INPUT DATA -
//! A [`ChatBackend`] that replays canned replies, for tests.

use std::{
  collections::VecDeque,
  sync::{Arc, Mutex},
};

use crate::{ChatBackend, CompletionRequest, ExtractError, Result};

/// Answers each request with the next queued reply and records every request.
/// When the queue runs dry it answers [`ExtractError::EmptyReply`].
#[derive(Clone, Default)]
pub struct ScriptedBackend {
  replies:  Arc<Mutex<VecDeque<Result<String>>>>,
  requests: Arc<Mutex<Vec<CompletionRequest>>>,
}

impl ScriptedBackend {
  pub fn new() -> Self { Self::default() }

  /// A backend pre-loaded with `replies`, answered in order.
  pub fn with_replies<I, S>(replies: I) -> Self
  where
    I: IntoIterator<Item = S>,
    S: Into<String>,
  {
    let backend = Self::new();
    for reply in replies {
      backend.push_reply(reply);
    }
    backend
  }

  pub fn push_reply(&self, reply: impl Into<String>) {
    if let Ok(mut queue) = self.replies.lock() {
      queue.push_back(Ok(reply.into()));
    }
  }

  pub fn push_error(&self, error: ExtractError) {
    if let Ok(mut queue) = self.replies.lock() {
      queue.push_back(Err(error));
    }
  }

  /// Every request received so far, oldest first.
  pub fn requests(&self) -> Vec<CompletionRequest> {
    self.requests.lock().map(|r| r.clone()).unwrap_or_default()
  }
}

impl ChatBackend for ScriptedBackend {
  async fn complete(&self, request: &CompletionRequest) -> Result<String> {
    if let Ok(mut seen) = self.requests.lock() {
      seen.push(request.clone());
    }
    self
      .replies
      .lock()
      .ok()
      .and_then(|mut queue| queue.pop_front())
      .unwrap_or(Err(ExtractError::EmptyReply))
  }
}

REQUIREMENT - Copy out the lines above with "ScriptedBackend" in them.

RESULT -
pub struct ScriptedBackend {
impl ScriptedBackend {
impl ChatBackend for ScriptedBackend {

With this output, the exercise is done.